Entries taken from a collection:
+ + + + + + +

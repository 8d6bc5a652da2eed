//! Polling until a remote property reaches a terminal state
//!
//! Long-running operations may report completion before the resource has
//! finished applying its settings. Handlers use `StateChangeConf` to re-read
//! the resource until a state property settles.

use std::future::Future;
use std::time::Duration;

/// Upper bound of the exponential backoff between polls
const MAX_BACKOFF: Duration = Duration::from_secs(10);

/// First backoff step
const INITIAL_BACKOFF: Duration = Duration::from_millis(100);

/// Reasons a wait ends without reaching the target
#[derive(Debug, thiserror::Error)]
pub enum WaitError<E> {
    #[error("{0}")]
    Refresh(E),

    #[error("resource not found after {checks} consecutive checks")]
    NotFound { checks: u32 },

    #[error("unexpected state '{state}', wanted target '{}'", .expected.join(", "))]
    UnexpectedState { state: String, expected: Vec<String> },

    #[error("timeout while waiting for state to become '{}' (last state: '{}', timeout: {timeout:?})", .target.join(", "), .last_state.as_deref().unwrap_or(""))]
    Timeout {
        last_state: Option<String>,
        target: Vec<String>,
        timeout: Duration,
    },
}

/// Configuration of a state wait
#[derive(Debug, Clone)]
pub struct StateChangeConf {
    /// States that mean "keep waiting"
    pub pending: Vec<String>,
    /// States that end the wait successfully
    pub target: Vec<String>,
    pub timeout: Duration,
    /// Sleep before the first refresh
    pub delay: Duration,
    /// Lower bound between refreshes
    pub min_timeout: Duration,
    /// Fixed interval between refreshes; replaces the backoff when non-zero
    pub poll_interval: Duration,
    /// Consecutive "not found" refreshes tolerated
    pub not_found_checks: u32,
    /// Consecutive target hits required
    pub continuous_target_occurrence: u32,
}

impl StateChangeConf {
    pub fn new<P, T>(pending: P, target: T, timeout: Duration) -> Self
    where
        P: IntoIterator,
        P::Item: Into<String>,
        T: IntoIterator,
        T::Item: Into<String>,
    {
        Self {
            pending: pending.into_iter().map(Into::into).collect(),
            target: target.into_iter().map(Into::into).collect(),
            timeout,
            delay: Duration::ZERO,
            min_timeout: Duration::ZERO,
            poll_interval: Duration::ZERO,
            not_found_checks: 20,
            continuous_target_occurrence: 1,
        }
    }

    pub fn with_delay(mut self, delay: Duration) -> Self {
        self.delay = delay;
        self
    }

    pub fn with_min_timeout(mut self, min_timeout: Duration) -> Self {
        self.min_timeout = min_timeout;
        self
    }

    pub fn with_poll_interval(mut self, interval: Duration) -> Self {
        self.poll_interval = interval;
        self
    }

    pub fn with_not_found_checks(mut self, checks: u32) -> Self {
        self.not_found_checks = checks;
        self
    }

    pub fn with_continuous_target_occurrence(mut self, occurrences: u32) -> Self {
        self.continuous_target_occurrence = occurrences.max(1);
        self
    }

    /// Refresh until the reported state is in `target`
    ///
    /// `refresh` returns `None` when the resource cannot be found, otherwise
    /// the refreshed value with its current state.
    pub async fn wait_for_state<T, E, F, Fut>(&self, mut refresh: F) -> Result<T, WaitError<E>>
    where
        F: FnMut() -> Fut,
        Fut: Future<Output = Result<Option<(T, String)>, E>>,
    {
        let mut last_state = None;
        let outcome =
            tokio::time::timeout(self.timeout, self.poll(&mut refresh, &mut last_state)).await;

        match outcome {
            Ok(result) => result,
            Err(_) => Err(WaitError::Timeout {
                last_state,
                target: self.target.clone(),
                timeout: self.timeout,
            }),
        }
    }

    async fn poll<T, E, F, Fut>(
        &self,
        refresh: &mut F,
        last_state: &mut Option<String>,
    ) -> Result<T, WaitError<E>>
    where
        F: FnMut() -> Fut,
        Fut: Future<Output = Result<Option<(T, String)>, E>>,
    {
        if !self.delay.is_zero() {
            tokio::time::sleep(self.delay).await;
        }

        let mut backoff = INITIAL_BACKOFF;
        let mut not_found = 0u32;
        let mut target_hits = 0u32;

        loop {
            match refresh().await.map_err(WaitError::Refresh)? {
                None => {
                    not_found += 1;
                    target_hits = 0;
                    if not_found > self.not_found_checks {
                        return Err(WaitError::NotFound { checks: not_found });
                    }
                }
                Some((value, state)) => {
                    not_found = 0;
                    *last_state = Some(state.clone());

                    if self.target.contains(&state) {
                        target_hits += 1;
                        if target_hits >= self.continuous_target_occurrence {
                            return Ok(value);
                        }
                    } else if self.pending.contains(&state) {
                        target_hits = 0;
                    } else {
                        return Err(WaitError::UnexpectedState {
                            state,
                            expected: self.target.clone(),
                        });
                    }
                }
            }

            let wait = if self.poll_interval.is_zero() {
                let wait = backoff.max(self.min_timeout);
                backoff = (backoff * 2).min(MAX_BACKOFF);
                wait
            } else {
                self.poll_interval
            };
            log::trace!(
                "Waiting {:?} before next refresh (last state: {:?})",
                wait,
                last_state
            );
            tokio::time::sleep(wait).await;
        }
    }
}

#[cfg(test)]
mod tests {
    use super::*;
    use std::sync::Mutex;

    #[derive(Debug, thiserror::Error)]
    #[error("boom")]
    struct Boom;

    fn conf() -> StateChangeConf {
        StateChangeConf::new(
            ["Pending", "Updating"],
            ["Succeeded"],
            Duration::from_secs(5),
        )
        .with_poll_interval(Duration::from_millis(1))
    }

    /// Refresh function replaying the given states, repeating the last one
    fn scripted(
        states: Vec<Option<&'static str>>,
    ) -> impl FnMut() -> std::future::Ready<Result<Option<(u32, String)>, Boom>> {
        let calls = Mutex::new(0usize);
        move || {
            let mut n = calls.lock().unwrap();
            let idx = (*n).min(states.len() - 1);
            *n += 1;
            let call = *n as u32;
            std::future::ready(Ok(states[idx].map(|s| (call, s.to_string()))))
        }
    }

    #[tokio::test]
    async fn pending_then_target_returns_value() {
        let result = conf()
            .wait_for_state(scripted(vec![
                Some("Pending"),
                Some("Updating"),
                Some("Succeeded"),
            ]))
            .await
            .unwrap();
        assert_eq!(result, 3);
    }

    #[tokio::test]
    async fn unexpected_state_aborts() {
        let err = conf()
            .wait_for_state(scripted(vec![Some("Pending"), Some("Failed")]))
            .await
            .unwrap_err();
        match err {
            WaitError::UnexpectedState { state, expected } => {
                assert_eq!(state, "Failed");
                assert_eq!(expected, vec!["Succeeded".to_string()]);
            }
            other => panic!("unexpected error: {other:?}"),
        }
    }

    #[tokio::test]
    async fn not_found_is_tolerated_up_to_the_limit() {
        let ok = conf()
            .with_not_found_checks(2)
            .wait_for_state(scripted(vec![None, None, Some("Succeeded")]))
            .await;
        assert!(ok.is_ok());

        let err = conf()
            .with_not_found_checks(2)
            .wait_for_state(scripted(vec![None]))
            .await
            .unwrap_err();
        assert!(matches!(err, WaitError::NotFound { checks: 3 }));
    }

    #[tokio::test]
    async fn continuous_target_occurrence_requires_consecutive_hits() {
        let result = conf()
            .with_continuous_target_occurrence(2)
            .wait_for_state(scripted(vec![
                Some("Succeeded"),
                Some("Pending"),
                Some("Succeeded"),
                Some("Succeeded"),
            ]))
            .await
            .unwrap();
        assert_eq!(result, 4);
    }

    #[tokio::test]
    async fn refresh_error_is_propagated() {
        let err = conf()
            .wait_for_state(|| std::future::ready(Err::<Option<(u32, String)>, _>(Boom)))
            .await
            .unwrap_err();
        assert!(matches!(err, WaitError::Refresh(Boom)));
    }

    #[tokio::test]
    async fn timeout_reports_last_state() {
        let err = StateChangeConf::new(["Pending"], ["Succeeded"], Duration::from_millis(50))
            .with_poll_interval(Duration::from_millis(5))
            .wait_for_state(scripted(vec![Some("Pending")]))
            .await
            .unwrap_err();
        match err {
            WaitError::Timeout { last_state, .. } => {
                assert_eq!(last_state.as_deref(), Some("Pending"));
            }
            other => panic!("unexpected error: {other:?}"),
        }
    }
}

+ + + + + + +

→ Work task: Print the lines above, unchanged, from the start of the records to the line with "bound between refreshes", including that final line.

→ Your response:
repository 8d6bc5a652da2eed
//! Polling until a remote property reaches a terminal state
//!
//! Long-running operations may report completion before the resource has
//! finished applying its settings. Handlers use `StateChangeConf` to re-read
//! the resource until a state property settles.

use std::future::Future;
use std::time::Duration;

/// Upper bound of the exponential backoff between polls
const MAX_BACKOFF: Duration = Duration::from_secs(10);

/// First backoff step
const INITIAL_BACKOFF: Duration = Duration::from_millis(100);

/// Reasons a wait ends without reaching the target
#[derive(Debug, thiserror::Error)]
pub enum WaitError<E> {
    #[error("{0}")]
    Refresh(E),

    #[error("resource not found after {checks} consecutive checks")]
    NotFound { checks: u32 },

    #[error("unexpected state '{state}', wanted target '{}'", .expected.join(", "))]
    UnexpectedState { state: String, expected: Vec<String> },

    #[error("timeout while waiting for state to become '{}' (last state: '{}', timeout: {timeout:?})", .target.join(", "), .last_state.as_deref().unwrap_or(""))]
    Timeout {
        last_state: Option<String>,
        target: Vec<String>,
        timeout: Duration,
    },
}

/// Configuration of a state wait
#[derive(Debug, Clone)]
pub struct StateChangeConf {
    /// States that mean "keep waiting"
    pub pending: Vec<String>,
    /// States that end the wait successfully
    pub target: Vec<String>,
    pub timeout: Duration,
    /// Sleep before the first refresh
    pub delay: Duration,
    /// Lower bound between refreshes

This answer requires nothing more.